• Exercise data
BEGIN

impl OrderRepository for DbOrderRepository {
    async fn place(&self, plan: &CheckoutPlan) -> Result<Order, StorefrontError> {
        if plan.lines.is_empty() {
            return Err(StorefrontError::EmptyCart);
        }

        let txn = self.db.begin().await.context("begin checkout")?;

        let Some(cart) = lock_cart(&txn, plan.user_id).await.context("lock cart")? else {
            return abort(txn, StorefrontError::EmptyCart).await;
        };
        if cart.id != plan.cart_id {
            return abort(txn, cart_changed()).await;
        }

        // The locked cart must still hold exactly the planned lines.
        let current = cart_items::Entity::find()
            .filter(cart_items::Column::CartId.eq(cart.id))
            .all(&txn)
            .await
            .context("load cart lines for checkout")?;
        if current.is_empty() {
            return abort(txn, StorefrontError::EmptyCart).await;
        }
        let unchanged = current.len() == plan.lines.len()
            && plan.lines.iter().all(|line| {
                current.iter().any(|c| {
                    c.id == line.cart_item_id
                        && c.product_id == line.product_id
                        && c.variant_id == line.variant_id
                        && c.quantity == line.quantity
                })
            });
        if !unchanged {
            return abort(txn, cart_changed()).await;
        }

        // Aggregate per row; BTreeMap keeps a stable lock order across checkouts.
        let mut product_demand: BTreeMap<Uuid, i32> = BTreeMap::new();
        let mut variant_demand: BTreeMap<Uuid, (Uuid, i32)> = BTreeMap::new();
        for line in &plan.lines {
            *product_demand.entry(line.product_id).or_default() += line.quantity;
            if let Some(variant_id) = line.variant_id {
                variant_demand.entry(variant_id).or_insert((line.product_id, 0)).1 += line.quantity;
            }
        }

        let now = Utc::now();
        for (&product_id, &quantity) in &product_demand {
            let result = products::Entity::update_many()
                .col_expr(
                    products::Column::Stock,
                    Expr::col(products::Column::Stock).sub(quantity),
                )
                .col_expr(products::Column::UpdatedAt, Expr::value(now))
                .filter(products::Column::Id.eq(product_id))
                .filter(products::Column::Stock.gte(quantity))
                .exec(&txn)
                .await
                .context("decrement product stock")?;
            if result.rows_affected == 0 {
                let available = products::Entity::find_by_id(product_id)
                    .one(&txn)
                    .await
                    .context("read product stock")?
                    .map_or(0, |p| p.stock);
                return abort(
                    txn,
                    StorefrontError::InsufficientStock {
                        product_id,
                        variant_id: None,
                        available,
                    },
                )
                .await;
            }
        }
        for (&variant_id, &(product_id, quantity)) in &variant_demand {
            let result = product_variants::Entity::update_many()
                .col_expr(
                    product_variants::Column::Stock,
                    Expr::col(product_variants::Column::Stock).sub(quantity),
                )
                .filter(product_variants::Column::Id.eq(variant_id))
                .filter(product_variants::Column::Stock.gte(quantity))
                .exec(&txn)
                .await
                .context("decrement variant stock")?;
            if result.rows_affected == 0 {
                let available = product_variants::Entity::find_by_id(variant_id)
                    .one(&txn)
                    .await
                    .context("read variant stock")?
                    .map_or(0, |v| v.stock);
                return abort(
                    txn,
                    StorefrontError::InsufficientStock {
                        product_id,
                        variant_id: Some(variant_id),
                        available,
                    },
                )
                .await;
            }
        }

        let status = OrderStatus::Pending;
        orders::ActiveModel {
            id: Set(plan.order_id),
            user_id: Set(plan.user_id),
            total_amount: Set(plan.total_amount),
            status: Set(status.as_str().to_owned()),
            payment_method: Set(plan.payment_method.as_str().to_owned()),
            shipping_address: Set(plan.shipping_address.clone()),
            created_at: Set(now),
            updated_at: Set(now),
        }
        .insert(&txn)
        .await
        .context("insert order")?;

        let items: Vec<OrderItem> = plan
            .lines
            .iter()
            .map(|line| OrderItem {
                id: Uuid::now_v7(),
                product_id: line.product_id,
                variant_id: line.variant_id,
                quantity: line.quantity,
                price: line.unit_price,
            })
            .collect();
        order_items::Entity::insert_many(items.iter().map(|item| order_items::ActiveModel {
            id: Set(item.id),
            order_id: Set(plan.order_id),
            product_id: Set(item.product_id),
            variant_id: Set(item.variant_id),
            quantity: Set(item.quantity),
            price: Set(item.price),
        }))
        .exec_without_returning(&txn)
        .await
        .context("insert order items")?;

        cart_items::Entity::delete_many()
            .filter(cart_items::Column::CartId.eq(cart.id))
            .filter(cart_items::Column::Id.is_in(plan.lines.iter().map(|l| l.cart_item_id)))
            .exec(&txn)
            .await
            .context("consume cart lines")?;
        touch_cart(&txn, cart.id).await.context("touch cart")?;

        txn.commit().await.context("commit checkout")?;

        Ok(Order {
            id: plan.order_id,
            user_id: plan.user_id,
            total_amount: plan.total_amount,
            status,
            payment_method: plan.payment_method,
            shipping_address: plan.shipping_address.clone(),
            items,
            created_at: now,
            updated_at: now,
        })
    }

    async fn find_by_id(&self, id: Uuid) -> Result<Option<Order>, StorefrontError> {
        let Some(model) = orders::Entity::find_by_id(id)
            .one(&self.db)
            .await
            .context("find order")?
        else {
            return Ok(None);
        };
        let items = order_items::Entity::find()
            .filter(order_items::Column::OrderId.eq(id))
            .order_by_asc(order_items::Column::Id)
            .all(&self.db)
            .await
            .context("load order items")?;
        order_from_model(model, items).map(Some)
    }

    async fn list(
        &self,
        user_id: Option<Uuid>,
        page: PageRequest,
    ) -> Result<Page<Order>, StorefrontError> {
        let mut query = orders::Entity::find();
        if let Some(user_id) = user_id {
            query = query.filter(orders::Column::UserId.eq(user_id));
        }
        let total = query
            .clone()
            .count(&self.db)
            .await
            .context("count orders")?;
        let models = query
            .order_by_desc(orders::Column::CreatedAt)
            .order_by_desc(orders::Column::Id)
            .offset(page.offset())
            .limit(page.limit())
            .all(&self.db)
            .await
            .context("list orders")?;

        let ids: Vec<Uuid> = models.iter().map(|m| m.id).collect();
        let mut items_by_order: HashMap<Uuid, Vec<order_items::Model>> = HashMap::new();
        if !ids.is_empty() {
            let items = order_items::Entity::find()
                .filter(order_items::Column::OrderId.is_in(ids))
                .order_by_asc(order_items::Column::Id)
                .all(&self.db)
                .await
                .context("load order items")?;
            for item in items {
                items_by_order.entry(item.order_id).or_default().push(item);
            }
        }

        let orders = models
            .into_iter()
            .map(|m| {
                let items = items_by_order.remove(&m.id).unwrap_or_default();
                order_from_model(m, items)
            })
            .collect::<Result<Vec<_>, _>>()?;
        Ok(Page::new(orders, total, page))
    }

    async fn update_status(
        &self,
        id: Uuid,
        from: OrderStatus,
        to: OrderStatus,
    ) -> Result<Option<Order>, StorefrontError> {
        let result = orders::Entity::update_many()
            .col_expr(orders::Column::Status, Expr::value(to.as_str()))
            .col_expr(orders::Column::UpdatedAt, Expr::value(Utc::now()))
            .filter(orders::Column::Id.eq(id))
            .filter(orders::Column::Status.eq(from.as_str()))
            .exec(&self.db)
            .await
            .context("update order status")?;
        if result.rows_affected == 0 {
            return Ok(None);
        }
        self.find_by_id(id).await
    }
}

END

• Your goal
From the data, collect all lines where the string "current" appears.

• Reply
        let current = cart_items::Entity::find()
        if current.is_empty() {
        let unchanged = current.len() == plan.lines.len()
                current.iter().any(|c| {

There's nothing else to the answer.